**Task item:** Pick out the lines below with "past" and list them.

**Material provided:**
☆ ☆ ☆ ☆ ☆

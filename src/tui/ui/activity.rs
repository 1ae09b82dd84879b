use ratatui::{
    prelude::*,
    style::{Color, Style},
    text::{Line, Span},
    widgets::{Block, BorderType, Borders, Paragraph},
};

use crate::{
    i18n::lang,
    tui::app::{ActivityLevel, App},
};

/// Newest entries that fit in `area`, oldest first.
pub fn render_activity(f: &mut Frame, area: Rect, app: &App) {
    let block = Block::default()
        .title(format!(" {}", lang().activity))
        .borders(Borders::ALL)
        .border_type(BorderType::Plain);

    if app.activity.is_empty() {
        let p = Paragraph::new(Span::styled(
            lang().activity_empty.clone(),
            Style::default().fg(Color::DarkGray),
        ))
        .block(block);
        f.render_widget(p, area);
        return;
    }

    // Account for Block borders: the content area is two rows shorter
    let visible = area.height.saturating_sub(2) as usize;
    let skip = app.activity.len().saturating_sub(visible);
    let lines: Vec<Line> = app
        .activity
        .iter()
        .skip(skip)
        .map(|entry| {
            let color = match entry.level {
                ActivityLevel::Info => Color::Reset,
                ActivityLevel::Warn => Color::Yellow,
                ActivityLevel::Error => Color::Red,
            };
            Line::from(vec![
                Span::styled(
                    entry.at.format("%H:%M:%S ").to_string(),
                    Style::default().fg(Color::DarkGray),
                ),
                Span::styled(entry.text.clone(), Style::default().fg(color)),
            ])
        })
        .collect();

    f.render_widget(Paragraph::new(lines).block(block), area);
}
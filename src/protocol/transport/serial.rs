//! Serial port transport.
//!
//! Ports are opened 8N1 without flow control. Only a fixed set of baud rates
//! is supported; anything else falls back to 9600.

use anyhow::{anyhow, Result};
use num_enum::{IntoPrimitive, TryFromPrimitive};
use std::{fmt, io::Write, time::Duration};
use strum::EnumIter;

use super::{Transport, TransportKind};

const IO_TIMEOUT: Duration = Duration::from_millis(200);

#[derive(Debug, Clone, Copy, PartialEq, Eq, Hash, IntoPrimitive, TryFromPrimitive, EnumIter)]
#[repr(u32)]
pub enum BaudRate {
    B9600 = 9600,
    B19200 = 19200,
    B38400 = 38400,
    B57600 = 57600,
    B115200 = 115200,
}

impl Default for BaudRate {
    fn default() -> Self {
        BaudRate::B9600
    }
}

impl BaudRate {
    /// Map a requested rate onto a supported one, falling back to 9600.
    pub fn from_requested(value: i64) -> Self {
        match u32::try_from(value)
            .ok()
            .and_then(|v| BaudRate::try_from(v).ok())
        {
            Some(rate) => rate,
            None => {
                log::warn!("Unsupported baud rate {value}, using default 9600");
                BaudRate::default()
            }
        }
    }

    /// Map the baud field text. Empty or non-numeric text reads as 0.
    pub fn from_input(text: &str) -> Self {
        Self::from_requested(text.trim().parse::<i64>().unwrap_or(0))
    }

    pub fn bits_per_second(self) -> u32 {
        self.into()
    }
}

impl fmt::Display for BaudRate {
    fn fmt(&self, f: &mut fmt::Formatter<'_>) -> fmt::Result {
        write!(f, "{}", self.bits_per_second())
    }
}

pub struct SerialTransport {
    port: Box<dyn serialport::SerialPort>,
    port_name: String,
    baud: BaudRate,
}

impl SerialTransport {
    /// Open `port_name` for read/write, requesting exclusive access on Unix.
    pub fn open(port_name: &str, baud: BaudRate) -> Result<Self> {
        if port_name.trim().is_empty() {
            return Err(anyhow!("Failed to open serial port: no port name given"));
        }

        let builder = serialport::new(port_name, baud.bits_per_second())
            .data_bits(serialport::DataBits::Eight)
            .parity(serialport::Parity::None)
            .stop_bits(serialport::StopBits::One)
            .flow_control(serialport::FlowControl::None)
            .timeout(IO_TIMEOUT);

        #[cfg(unix)]
        let port: Box<dyn serialport::SerialPort> = {
            let mut handle = builder
                .open_native()
                .map_err(|err| anyhow!("Failed to open serial port {port_name}: {err}"))?;
            handle.set_exclusive(true).map_err(|err| {
                anyhow!("Failed to acquire exclusive access to {port_name}: {err}")
            })?;
            Box::new(handle)
        };

        #[cfg(not(unix))]
        let port: Box<dyn serialport::SerialPort> = builder
            .open()
            .map_err(|err| anyhow!("Failed to open serial port {port_name}: {err}"))?;

        log::info!("Connected via serial port {port_name} at baud rate {baud}");
        Ok(Self {
            port,
            port_name: port_name.to_string(),
            baud,
        })
    }

    pub fn baud(&self) -> BaudRate {
        self.baud
    }
}

impl Transport for SerialTransport {
    fn kind(&self) -> TransportKind {
        TransportKind::Serial
    }

    fn peer(&self) -> String {
        format!("{} @ {}", self.port_name, self.baud)
    }

    fn send(&mut self, data: &[u8]) -> Result<usize> {
        self.port
            .write_all(data)
            .and_then(|_| self.port.flush())
            .map_err(|err| anyhow!("Failed to write to {}: {err}", self.port_name))?;
        Ok(data.len())
    }
}

#[cfg(test)]
mod tests {
    use super::*;
    use strum::IntoEnumIterator;

    #[test]
    fn test_supported_rates_map_to_themselves() {
        for rate in BaudRate::iter() {
            let bps = rate.bits_per_second();
            assert_eq!(BaudRate::from_requested(i64::from(bps)), rate);
        }
    }

    #[test]
    fn test_unsupported_rates_fall_back_to_9600() {
        for value in [0, -1, 1200, 4800, 9601, 230400, 921600, i64::MAX, i64::MIN] {
            assert_eq!(BaudRate::from_requested(value), BaudRate::B9600, "{value}");
        }
    }

    #[test]
    fn test_from_input_text() {
        assert_eq!(BaudRate::from_input("115200"), BaudRate::B115200);
        assert_eq!(BaudRate::from_input(" 38400 "), BaudRate::B38400);
        assert_eq!(BaudRate::from_input(""), BaudRate::B9600);
        assert_eq!(BaudRate::from_input("fast"), BaudRate::B9600);
    }

    #[test]
    fn test_open_missing_port_fails() {
        assert!(SerialTransport::open("/dev/map-tester-no-such-port", BaudRate::B9600).is_err());
        assert!(SerialTransport::open("", BaudRate::B9600).is_err());
    }
}
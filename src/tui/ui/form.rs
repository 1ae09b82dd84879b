use ratatui::{
    prelude::*,
    style::{Color, Modifier, Style},
    text::{Line, Span},
    widgets::{Block, BorderType, Borders, Paragraph, Wrap},
};

use crate::{
    i18n::lang,
    protocol::{sensor::SensorState, transport::TransportKind},
    tui::{
        app::{App, Field, Focus},
        ui::components::{
            button_spans, checkbox_spans, input_spans_with_placeholder, render_kv_line,
            render_plain_line, selector_spans, TextState,
        },
    },
};

fn state_for(app: &App, control: Focus) -> TextState {
    if app.focus != control {
        TextState::Normal
    } else if control.field().is_some() || matches!(control, Focus::Sensor | Focus::State) {
        TextState::Editing
    } else {
        TextState::Selected
    }
}

fn section_title(text: &str) -> Line<'static> {
    Line::from(Span::styled(
        format!(" {text}"),
        Style::default()
            .fg(Color::Rgb(0, 150, 0))
            .add_modifier(Modifier::BOLD),
    ))
}

fn field_line(app: &App, control: Focus, field: Field, label: &str, placeholder: &str) -> Line<'static> {
    let state = state_for(app, control);
    render_kv_line(
        label,
        state,
        input_spans_with_placeholder(app.field(field), placeholder, state),
    )
}

/// Build the form rows for the current selection.
pub fn form_lines(app: &App) -> Vec<Line<'static>> {
    let lang = lang();
    let mut lines: Vec<Line> = Vec::new();

    lines.push(section_title(&lang.transport_group));
    lines.push(render_plain_line(
        state_for(app, Focus::UdpCheck),
        checkbox_spans(
            &lang.transport_udp,
            app.udp_checked(),
            state_for(app, Focus::UdpCheck),
        ),
    ));
    lines.push(render_plain_line(
        state_for(app, Focus::SerialCheck),
        checkbox_spans(
            &lang.transport_serial,
            app.serial_checked(),
            state_for(app, Focus::SerialCheck),
        ),
    ));
    lines.push(Line::from(""));

    let Some(kind) = app.selection() else {
        lines.push(Line::from(Span::styled(
            format!("  {}", lang.select_transport_hint),
            Style::default().fg(Color::DarkGray),
        )));
        return lines;
    };

    match kind {
        TransportKind::Udp => {
            lines.push(field_line(app, Focus::Ip, Field::Ip, &lang.label_ip, &lang.placeholder_ip));
            lines.push(field_line(
                app,
                Focus::Port,
                Field::Port,
                &lang.label_port,
                &lang.placeholder_port,
            ));
        }
        TransportKind::Serial => {
            lines.push(field_line(
                app,
                Focus::PortName,
                Field::PortName,
                &lang.label_port_name,
                &lang.placeholder_port_name,
            ));
            lines.push(field_line(
                app,
                Focus::Baud,
                Field::Baud,
                &lang.label_baud,
                &lang.placeholder_baud,
            ));
            let detected = if app.serial_ports.is_empty() {
                lang.no_detected_ports.clone()
            } else {
                format!("{} {}", lang.detected_ports, app.serial_ports.join(", "))
            };
            lines.push(Line::from(Span::styled(
                format!("  {detected}"),
                Style::default().fg(Color::DarkGray),
            )));
        }
    }

    lines.push(render_plain_line(
        state_for(app, Focus::Connect),
        button_spans(app.connect_label(), state_for(app, Focus::Connect)),
    ));
    lines.push(Line::from(""));

    lines.push(section_title(&lang.sensor_group));
    let sensor_state = state_for(app, Focus::Sensor);
    let sensor_text = app
        .selected_sensor()
        .map(|id| id.to_string())
        .unwrap_or_else(|| lang.no_sensors.clone());
    lines.push(render_kv_line(
        &lang.label_sensor,
        sensor_state,
        selector_spans(&sensor_text, sensor_state),
    ));

    let state_state = state_for(app, Focus::State);
    let state: SensorState = app.selected_state();
    lines.push(render_kv_line(
        &lang.label_state,
        state_state,
        selector_spans(&format!("{} ({})", state.label(), state.code()), state_state),
    ));
    lines.push(render_plain_line(
        state_for(app, Focus::Send),
        button_spans(&lang.send, state_for(app, Focus::Send)),
    ));

    lines
}

pub fn render_form(f: &mut Frame, area: Rect, app: &App) {
    let block = Block::default()
        .borders(Borders::ALL)
        .border_type(BorderType::Plain);
    let paragraph = Paragraph::new(form_lines(app))
        .block(block)
        .wrap(Wrap { trim: false });
    f.render_widget(paragraph, area);
}
use anyhow::Result;
use std::path::Path;

use map_tester::{boot, cli, config::SensorSettings, tui};

fn main() -> Result<()> {
    let matches = cli::parse_args();

    let log_file = matches.get_one::<String>("log-file").map(String::as_str);
    let headless = matches.get_flag("list-ports")
        || matches.get_flag("list-sensors")
        || matches.contains_id("sensor");

    if headless {
        boot::init_headless(log_file);
    } else {
        boot::init_tui(log_file);
    }

    let config_path = matches.get_one::<String>("config").map(Path::new);
    let settings = SensorSettings::load(config_path);

    if cli::actions::run_one_shot_actions(&matches, &settings)? {
        return Ok(());
    }

    log::info!("Starting in TUI mode");
    tui::start(settings)
}
//! UDP transport.
//!
//! The socket is bound to an ephemeral local port and associated with the
//! remote endpoint. UDP has no handshake, so the association succeeds as soon
//! as the OS accepts the peer address; the transport is reported as connected
//! right away. Each send is one datagram.

use anyhow::{Context, Result};
use std::net::{Ipv4Addr, SocketAddr, SocketAddrV4, UdpSocket};

use super::{Transport, TransportKind};

#[derive(Debug)]
pub struct UdpTransport {
    socket: UdpSocket,
    peer: SocketAddrV4,
    local_addr: SocketAddr,
}

impl UdpTransport {
    /// Bind `0.0.0.0:0` and associate the socket with `ip:port`.
    pub fn connect(ip: Ipv4Addr, port: u16) -> Result<Self> {
        let peer = SocketAddrV4::new(ip, port);
        log::debug!("Binding UDP socket for {peer}");

        let socket = UdpSocket::bind((Ipv4Addr::UNSPECIFIED, 0))
            .context("Failed to bind UDP socket")?;
        socket
            .connect(peer)
            .with_context(|| format!("Failed to associate UDP socket with {peer}"))?;
        let local_addr = socket
            .local_addr()
            .context("Failed to read UDP local address")?;

        log::info!("Attempting to connect via UDP to {peer} (local {local_addr})");
        Ok(Self {
            socket,
            peer,
            local_addr,
        })
    }

    /// The local address the socket is bound to.
    pub fn local_addr(&self) -> SocketAddr {
        self.local_addr
    }
}

impl Transport for UdpTransport {
    fn kind(&self) -> TransportKind {
        TransportKind::Udp
    }

    fn peer(&self) -> String {
        self.peer.to_string()
    }

    fn send(&mut self, data: &[u8]) -> Result<usize> {
        log::trace!("UDP {} -> {}: {} bytes", self.local_addr, self.peer, data.len());
        self.socket
            .send(data)
            .with_context(|| format!("Failed to send datagram to {}", self.peer))
    }
}
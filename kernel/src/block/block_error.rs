use core::error::Error;
use core::fmt::{Debug, Display, Formatter};

/// Error type for sector transfers
#[derive(Clone, Copy, PartialEq, Eq)]
pub enum BlockError {
    /// The sector is past the end of the device
    SectorOutOfBounds,
    /// The buffer is not exactly one sector long
    BufferInvalid,
    /// A disk image whose length is not a whole number of sectors
    ImageInvalid,
}

impl Debug for BlockError {
    fn fmt(&self, f: &mut Formatter<'_>) -> core::fmt::Result {
        match self {
            BlockError::SectorOutOfBounds => write!(f, "SectorOutOfBounds"),
            BlockError::BufferInvalid => write!(f, "BufferInvalid"),
            BlockError::ImageInvalid => write!(f, "ImageInvalid"),
        }
    }
}

impl Display for BlockError {
    fn fmt(&self, f: &mut Formatter<'_>) -> core::fmt::Result {
        match self {
            BlockError::SectorOutOfBounds => write!(f, "sector out of bounds"),
            BlockError::BufferInvalid => write!(f, "buffer is not one sector long"),
            BlockError::ImageInvalid => write!(f, "disk image is not a whole number of sectors"),
        }
    }
}

impl Error for BlockError {}
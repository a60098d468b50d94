use crate::sizes::SECTOR_SIZE;

// Pages and sectors share a size so a page can be swapped with a single
// sector-aligned transfer.
pub const PAGE_SIZE: usize = SECTOR_SIZE;
pub const NUM_PHYS_PAGES: usize = 32;

/// Entries in the fully associative translation cache.
pub const TLB_SIZE: usize = 4;

/// Bytes reserved above the executable's image for the user stack.
pub const USER_STACK_SIZE: usize = 2048;
//! Kernel log sink for the `log` facade.
//!
//! Lines are formatted as `[LEVEL target] message` and kept in a bounded ring
//! so tests and the shell can look at recent output. On the host they are
//! echoed to stderr as well.

use crate::sync::mutex::Mutex;
use alloc::collections::VecDeque;
use alloc::format;
use alloc::string::String;
use alloc::vec::Vec;
use log::{LevelFilter, Log, Metadata, Record};

/// Lines kept by [`recent`].
pub const LOG_CAPACITY: usize = 256;

pub struct KernelLogger {
    lines: Mutex<VecDeque<String>>,
}

static LOGGER: KernelLogger = KernelLogger::new();

impl KernelLogger {
    const fn new() -> Self {
        Self {
            lines: Mutex::new(VecDeque::new()),
        }
    }

    fn push(&self, line: String) {
        let mut lines = self.lines.lock();
        if lines.len() == LOG_CAPACITY {
            lines.pop_front();
        }
        lines.push_back(line);
    }
}

impl Log for KernelLogger {
    fn enabled(&self, metadata: &Metadata) -> bool {
        metadata.level() <= log::max_level()
    }

    fn log(&self, record: &Record) {
        if !self.enabled(record.metadata()) {
            return;
        }
        let line = format!("[{} {}] {}", record.level(), record.target(), record.args());
        #[cfg(not(target_os = "none"))]
        std::eprintln!("{line}");
        self.push(line);
    }

    fn flush(&self) {}
}

/// Installs the kernel logger at `level`. Later calls only change the level.
pub fn init(level: LevelFilter) {
    if log::set_logger(&LOGGER).is_ok() {
        log::info!("logger installed");
    }
    log::set_max_level(level);
}

/// The most recent log lines, oldest first.
pub fn recent() -> Vec<String> {
    LOGGER.lines.lock().iter().cloned().collect()
}
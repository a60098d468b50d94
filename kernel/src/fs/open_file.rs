use super::{file_header::HeaderChain, volume::Volume, Error, Result};
use crate::block::BlockSector;
use alloc::sync::Arc;

/// An open session on a file.
///
/// Every handle to a sector is counted in the volume's registration table;
/// dropping the handle closes it. Reads go straight to disk, writes through
/// any handle of the same file are serialized by the file's write lock.
pub struct OpenFile {
    volume: Arc<Volume>,
    sector: BlockSector,
    seek_position: usize,
    /// Header sector under which the last transfer ended.
    current_sector: BlockSector,
}

impl OpenFile {
    /// Opens the file whose first header is at `sector`.
    ///
    /// Fails with [`Error::NotFound`] if the file is being removed.
    pub(super) fn open(volume: Arc<Volume>, sector: BlockSector) -> Result<Self> {
        if !volume.registration(sector).open() {
            return Err(Error::NotFound);
        }
        Ok(Self {
            volume,
            sector,
            seek_position: 0,
            current_sector: sector,
        })
    }

    /// Reads from the seek position, following the header chain as needed.
    pub fn read(&mut self, buf: &mut [u8]) -> Result<usize> {
        let chain = HeaderChain::load(&self.volume.disk, self.sector)?;
        let count = chain.read_at(&self.volume.disk, buf, self.seek_position)?;
        self.advance(&chain, count);
        Ok(count)
    }

    /// Writes at the seek position, growing the file as needed.
    ///
    /// Returns how many bytes were written. If the disk fills up part way,
    /// the count is short and the sectors already claimed stay with the file.
    pub fn write(&mut self, buf: &[u8]) -> Result<usize> {
        let write_lock = self.volume.registration(self.sector).write_lock();
        let _guard = write_lock.lock();

        let disk = &self.volume.disk;
        let mut chain = HeaderChain::load(disk, self.sector)?;
        let end = self.seek_position + buf.len();
        if chain.length() < end {
            let length = self
                .volume
                .with_free_map(|free_map| chain.extend(disk, free_map, end))??;
            if length < end {
                log::debug!(
                    "file at sector {} short by {} bytes after extending",
                    self.sector,
                    end - length
                );
            }
        }

        let count = chain.write_at(disk, buf, self.seek_position)?;
        self.advance(&chain, count);
        Ok(count)
    }

    /// Reads at `position` without touching the seek position.
    pub fn read_at(&self, buf: &mut [u8], position: usize) -> Result<usize> {
        HeaderChain::load(&self.volume.disk, self.sector)?.read_at(&self.volume.disk, buf, position)
    }

    /// Writes at `position` without touching the seek position. Never grows
    /// the file: bytes past its end are dropped.
    pub fn write_at(&self, buf: &[u8], position: usize) -> Result<usize> {
        let write_lock = self.volume.registration(self.sector).write_lock();
        let _guard = write_lock.lock();
        HeaderChain::load(&self.volume.disk, self.sector)?.write_at(&self.volume.disk, buf, position)
    }

    fn advance(&mut self, chain: &HeaderChain, count: usize) {
        if count > 0 {
            self.current_sector = chain.header_for(self.seek_position + count - 1);
        }
        self.seek_position += count;
    }

    pub fn seek(&mut self, position: usize) {
        self.seek_position = position;
    }

    pub fn tell(&self) -> usize {
        self.seek_position
    }

    /// Bytes allocated across the whole chain.
    pub fn length(&self) -> Result<usize> {
        Ok(HeaderChain::load(&self.volume.disk, self.sector)?.length())
    }

    /// Sector of the file's first header.
    pub fn sector(&self) -> BlockSector {
        self.sector
    }

    pub fn current_sector(&self) -> BlockSector {
        self.current_sector
    }
}

impl Drop for OpenFile {
    fn drop(&mut self) {
        self.volume.registration(self.sector).close();
    }
}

☆ ☆ ☆ ☆ ☆

**Answer box:**
    /// The sector is past the end of the device
    /// the file: bytes past its end are dropped.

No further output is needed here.